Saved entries
◇ ◇ ◇ ◇ ◇ ◇ ◇

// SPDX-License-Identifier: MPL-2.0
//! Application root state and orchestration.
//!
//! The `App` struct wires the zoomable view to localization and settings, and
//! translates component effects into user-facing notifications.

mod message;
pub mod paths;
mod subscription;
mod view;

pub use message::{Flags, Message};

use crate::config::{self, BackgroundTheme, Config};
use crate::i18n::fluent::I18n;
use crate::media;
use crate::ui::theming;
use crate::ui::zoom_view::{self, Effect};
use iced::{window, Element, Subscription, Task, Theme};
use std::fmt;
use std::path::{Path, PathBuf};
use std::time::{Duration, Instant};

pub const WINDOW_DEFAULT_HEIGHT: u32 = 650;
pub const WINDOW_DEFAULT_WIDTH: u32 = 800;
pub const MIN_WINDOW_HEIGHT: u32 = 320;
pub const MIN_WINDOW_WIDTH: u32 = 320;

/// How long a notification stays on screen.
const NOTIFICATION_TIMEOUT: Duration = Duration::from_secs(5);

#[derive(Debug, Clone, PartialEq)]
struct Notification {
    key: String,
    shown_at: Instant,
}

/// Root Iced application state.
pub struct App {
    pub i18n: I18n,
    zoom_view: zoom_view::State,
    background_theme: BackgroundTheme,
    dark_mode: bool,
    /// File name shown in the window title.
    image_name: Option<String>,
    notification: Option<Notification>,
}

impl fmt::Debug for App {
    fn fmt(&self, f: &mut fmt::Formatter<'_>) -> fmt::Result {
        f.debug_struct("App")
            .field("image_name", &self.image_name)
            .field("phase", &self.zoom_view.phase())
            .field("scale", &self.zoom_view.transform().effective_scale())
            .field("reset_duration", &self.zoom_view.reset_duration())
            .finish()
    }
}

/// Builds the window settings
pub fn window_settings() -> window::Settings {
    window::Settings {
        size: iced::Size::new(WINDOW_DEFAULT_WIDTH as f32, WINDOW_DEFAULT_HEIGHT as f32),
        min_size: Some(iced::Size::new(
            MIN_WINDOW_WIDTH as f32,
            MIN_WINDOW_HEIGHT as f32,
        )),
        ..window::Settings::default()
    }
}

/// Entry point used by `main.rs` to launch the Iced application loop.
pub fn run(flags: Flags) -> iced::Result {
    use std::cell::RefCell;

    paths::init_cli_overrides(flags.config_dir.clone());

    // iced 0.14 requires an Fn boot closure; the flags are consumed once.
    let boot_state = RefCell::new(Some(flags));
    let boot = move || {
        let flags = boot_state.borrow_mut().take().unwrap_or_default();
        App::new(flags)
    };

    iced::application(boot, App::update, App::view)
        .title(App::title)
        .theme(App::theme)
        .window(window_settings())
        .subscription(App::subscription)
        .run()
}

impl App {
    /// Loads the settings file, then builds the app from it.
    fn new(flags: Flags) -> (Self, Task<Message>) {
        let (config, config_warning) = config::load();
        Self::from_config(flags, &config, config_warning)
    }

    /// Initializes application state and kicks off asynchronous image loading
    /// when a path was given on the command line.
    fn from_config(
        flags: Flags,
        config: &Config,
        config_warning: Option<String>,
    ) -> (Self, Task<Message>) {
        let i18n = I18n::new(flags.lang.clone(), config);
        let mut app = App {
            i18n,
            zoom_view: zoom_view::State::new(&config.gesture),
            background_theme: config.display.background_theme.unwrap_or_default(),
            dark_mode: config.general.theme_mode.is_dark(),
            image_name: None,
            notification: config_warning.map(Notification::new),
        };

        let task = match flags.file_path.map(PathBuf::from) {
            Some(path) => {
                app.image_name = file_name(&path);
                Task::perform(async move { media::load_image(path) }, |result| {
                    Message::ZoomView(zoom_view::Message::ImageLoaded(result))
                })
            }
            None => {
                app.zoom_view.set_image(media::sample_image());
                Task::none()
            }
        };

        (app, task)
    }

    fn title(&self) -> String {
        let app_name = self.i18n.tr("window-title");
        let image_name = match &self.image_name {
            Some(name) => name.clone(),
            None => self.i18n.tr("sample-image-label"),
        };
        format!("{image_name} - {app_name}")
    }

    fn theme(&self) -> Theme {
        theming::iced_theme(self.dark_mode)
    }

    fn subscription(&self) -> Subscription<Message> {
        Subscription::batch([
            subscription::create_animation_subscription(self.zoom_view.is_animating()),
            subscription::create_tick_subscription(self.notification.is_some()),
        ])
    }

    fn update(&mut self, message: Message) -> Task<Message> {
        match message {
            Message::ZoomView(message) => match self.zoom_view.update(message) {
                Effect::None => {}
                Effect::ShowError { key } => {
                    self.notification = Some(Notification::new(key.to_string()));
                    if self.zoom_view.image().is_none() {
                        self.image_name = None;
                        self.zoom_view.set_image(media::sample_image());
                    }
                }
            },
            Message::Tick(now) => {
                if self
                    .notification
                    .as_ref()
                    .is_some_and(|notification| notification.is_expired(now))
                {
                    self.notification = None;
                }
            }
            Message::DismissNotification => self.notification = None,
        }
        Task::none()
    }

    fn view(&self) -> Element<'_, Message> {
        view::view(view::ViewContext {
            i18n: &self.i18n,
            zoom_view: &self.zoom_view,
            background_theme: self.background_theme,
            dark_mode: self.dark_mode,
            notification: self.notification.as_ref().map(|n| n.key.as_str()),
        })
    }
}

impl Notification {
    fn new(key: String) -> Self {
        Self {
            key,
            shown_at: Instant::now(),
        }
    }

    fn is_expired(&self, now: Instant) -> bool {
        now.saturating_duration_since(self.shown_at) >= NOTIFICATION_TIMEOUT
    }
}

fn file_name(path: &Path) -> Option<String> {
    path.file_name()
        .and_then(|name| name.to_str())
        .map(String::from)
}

◇ ◇ ◇ ◇ ◇ ◇ ◇

* [ASSIGNED TASK]: Your answer must be the lines from the first line of the entries above through the line that contains "pub fn window_settings()", written out exactly.

* [WRITTEN ANSWER]:
// SPDX-License-Identifier: MPL-2.0
//! Application root state and orchestration.
//!
//! The `App` struct wires the zoomable view to localization and settings, and
//! translates component effects into user-facing notifications.

mod message;
pub mod paths;
mod subscription;
mod view;

pub use message::{Flags, Message};

use crate::config::{self, BackgroundTheme, Config};
use crate::i18n::fluent::I18n;
use crate::media;
use crate::ui::theming;
use crate::ui::zoom_view::{self, Effect};
use iced::{window, Element, Subscription, Task, Theme};
use std::fmt;
use std::path::{Path, PathBuf};
use std::time::{Duration, Instant};

pub const WINDOW_DEFAULT_HEIGHT: u32 = 650;
pub const WINDOW_DEFAULT_WIDTH: u32 = 800;
pub const MIN_WINDOW_HEIGHT: u32 = 320;
pub const MIN_WINDOW_WIDTH: u32 = 320;

/// How long a notification stays on screen.
const NOTIFICATION_TIMEOUT: Duration = Duration::from_secs(5);

#[derive(Debug, Clone, PartialEq)]
struct Notification {
    key: String,
    shown_at: Instant,
}

/// Root Iced application state.
pub struct App {
    pub i18n: I18n,
    zoom_view: zoom_view::State,
    background_theme: BackgroundTheme,
    dark_mode: bool,
    /// File name shown in the window title.
    image_name: Option<String>,
    notification: Option<Notification>,
}

impl fmt::Debug for App {
    fn fmt(&self, f: &mut fmt::Formatter<'_>) -> fmt::Result {
        f.debug_struct("App")
            .field("image_name", &self.image_name)
            .field("phase", &self.zoom_view.phase())
            .field("scale", &self.zoom_view.transform().effective_scale())
            .field("reset_duration", &self.zoom_view.reset_duration())
            .finish()
    }
}

/// Builds the window settings
pub fn window_settings() -> window::Settings {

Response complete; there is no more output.